[Saved data entries]
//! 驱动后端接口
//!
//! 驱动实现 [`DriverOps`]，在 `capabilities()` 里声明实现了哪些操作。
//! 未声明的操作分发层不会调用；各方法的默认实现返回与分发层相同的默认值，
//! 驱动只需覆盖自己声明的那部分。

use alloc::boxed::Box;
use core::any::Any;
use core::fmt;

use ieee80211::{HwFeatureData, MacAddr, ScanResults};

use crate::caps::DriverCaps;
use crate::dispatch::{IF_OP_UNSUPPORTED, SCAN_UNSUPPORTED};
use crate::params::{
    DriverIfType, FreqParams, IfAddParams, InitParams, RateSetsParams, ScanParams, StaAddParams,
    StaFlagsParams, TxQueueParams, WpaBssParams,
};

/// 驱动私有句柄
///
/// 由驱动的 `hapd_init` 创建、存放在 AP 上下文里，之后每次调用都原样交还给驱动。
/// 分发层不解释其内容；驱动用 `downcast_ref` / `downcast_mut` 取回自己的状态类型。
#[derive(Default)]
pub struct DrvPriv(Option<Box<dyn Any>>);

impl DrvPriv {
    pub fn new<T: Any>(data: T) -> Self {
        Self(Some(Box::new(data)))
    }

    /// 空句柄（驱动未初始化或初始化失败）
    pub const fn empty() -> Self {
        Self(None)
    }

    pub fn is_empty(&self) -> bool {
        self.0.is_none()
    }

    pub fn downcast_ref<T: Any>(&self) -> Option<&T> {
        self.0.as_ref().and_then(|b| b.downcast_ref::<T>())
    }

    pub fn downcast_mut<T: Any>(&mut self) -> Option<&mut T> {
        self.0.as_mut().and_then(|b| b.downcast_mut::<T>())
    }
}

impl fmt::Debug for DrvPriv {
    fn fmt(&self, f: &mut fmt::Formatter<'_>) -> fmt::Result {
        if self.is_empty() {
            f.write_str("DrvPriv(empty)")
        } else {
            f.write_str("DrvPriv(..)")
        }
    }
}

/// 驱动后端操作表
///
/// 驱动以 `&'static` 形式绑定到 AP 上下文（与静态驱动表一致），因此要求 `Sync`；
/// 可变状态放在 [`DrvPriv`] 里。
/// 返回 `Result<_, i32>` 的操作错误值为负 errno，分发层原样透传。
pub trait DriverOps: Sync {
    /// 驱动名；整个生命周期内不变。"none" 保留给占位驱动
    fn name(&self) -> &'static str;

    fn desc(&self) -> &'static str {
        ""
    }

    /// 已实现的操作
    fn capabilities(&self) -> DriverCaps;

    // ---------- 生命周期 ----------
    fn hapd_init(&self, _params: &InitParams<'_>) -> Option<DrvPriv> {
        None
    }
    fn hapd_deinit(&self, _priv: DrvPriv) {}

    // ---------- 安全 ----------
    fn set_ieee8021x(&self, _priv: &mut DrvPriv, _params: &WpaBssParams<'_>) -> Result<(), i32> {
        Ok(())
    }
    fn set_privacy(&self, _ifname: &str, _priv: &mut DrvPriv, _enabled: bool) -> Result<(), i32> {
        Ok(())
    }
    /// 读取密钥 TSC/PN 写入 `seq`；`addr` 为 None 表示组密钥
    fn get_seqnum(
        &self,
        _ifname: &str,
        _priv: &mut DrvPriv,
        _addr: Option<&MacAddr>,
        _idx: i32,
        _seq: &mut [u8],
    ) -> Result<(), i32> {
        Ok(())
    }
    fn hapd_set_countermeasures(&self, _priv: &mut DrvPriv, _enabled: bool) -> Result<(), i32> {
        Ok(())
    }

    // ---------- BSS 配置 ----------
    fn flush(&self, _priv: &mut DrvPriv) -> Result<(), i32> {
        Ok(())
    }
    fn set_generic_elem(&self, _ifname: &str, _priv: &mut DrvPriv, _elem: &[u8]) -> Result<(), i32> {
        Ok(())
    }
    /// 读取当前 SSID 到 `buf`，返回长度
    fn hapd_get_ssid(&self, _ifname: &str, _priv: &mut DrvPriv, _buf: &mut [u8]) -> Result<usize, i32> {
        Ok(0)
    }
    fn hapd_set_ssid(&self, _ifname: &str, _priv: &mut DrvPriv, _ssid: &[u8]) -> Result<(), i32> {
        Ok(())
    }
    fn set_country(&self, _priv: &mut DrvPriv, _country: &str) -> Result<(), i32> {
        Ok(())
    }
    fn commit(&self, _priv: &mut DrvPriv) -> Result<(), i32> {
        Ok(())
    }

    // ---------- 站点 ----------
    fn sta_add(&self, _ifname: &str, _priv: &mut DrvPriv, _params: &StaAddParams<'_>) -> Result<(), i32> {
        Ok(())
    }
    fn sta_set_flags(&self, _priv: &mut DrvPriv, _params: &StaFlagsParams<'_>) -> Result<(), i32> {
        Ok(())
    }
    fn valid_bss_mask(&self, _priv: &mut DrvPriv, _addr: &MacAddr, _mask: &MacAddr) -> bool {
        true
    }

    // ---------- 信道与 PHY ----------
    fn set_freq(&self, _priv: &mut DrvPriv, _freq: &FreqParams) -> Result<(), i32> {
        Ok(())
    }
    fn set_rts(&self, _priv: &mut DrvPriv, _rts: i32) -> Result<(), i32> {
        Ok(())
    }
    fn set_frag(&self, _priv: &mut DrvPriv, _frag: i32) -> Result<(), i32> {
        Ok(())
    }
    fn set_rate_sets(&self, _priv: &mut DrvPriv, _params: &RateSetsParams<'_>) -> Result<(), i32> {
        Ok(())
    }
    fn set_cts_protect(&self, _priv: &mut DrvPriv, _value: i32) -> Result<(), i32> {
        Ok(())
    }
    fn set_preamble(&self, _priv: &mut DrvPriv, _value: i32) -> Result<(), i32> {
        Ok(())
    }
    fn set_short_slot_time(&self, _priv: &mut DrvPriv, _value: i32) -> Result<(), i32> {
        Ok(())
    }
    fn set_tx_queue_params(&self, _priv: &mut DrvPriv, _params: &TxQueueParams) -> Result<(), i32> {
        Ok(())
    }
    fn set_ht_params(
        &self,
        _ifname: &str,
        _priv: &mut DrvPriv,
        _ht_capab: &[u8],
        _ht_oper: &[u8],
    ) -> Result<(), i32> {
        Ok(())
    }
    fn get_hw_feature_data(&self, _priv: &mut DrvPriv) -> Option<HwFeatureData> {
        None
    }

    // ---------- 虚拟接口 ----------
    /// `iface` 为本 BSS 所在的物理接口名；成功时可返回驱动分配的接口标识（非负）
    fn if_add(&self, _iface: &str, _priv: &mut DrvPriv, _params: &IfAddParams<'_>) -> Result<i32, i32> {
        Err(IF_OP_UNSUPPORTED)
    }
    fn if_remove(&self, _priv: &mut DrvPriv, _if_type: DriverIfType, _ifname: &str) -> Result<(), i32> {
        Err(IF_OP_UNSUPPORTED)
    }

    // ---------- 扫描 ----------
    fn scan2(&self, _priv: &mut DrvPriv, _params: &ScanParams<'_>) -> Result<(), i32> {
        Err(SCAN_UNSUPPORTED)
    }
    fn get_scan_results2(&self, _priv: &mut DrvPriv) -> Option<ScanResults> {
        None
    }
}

* What is being asked *
Copy out each line of the entries where the word "MacAddr" is found.

* Answer space *
use ieee80211::{HwFeatureData, MacAddr, ScanResults};
        _addr: Option<&MacAddr>,
    fn valid_bss_mask(&self, _priv: &mut DrvPriv, _addr: &MacAddr, _mask: &MacAddr) -> bool {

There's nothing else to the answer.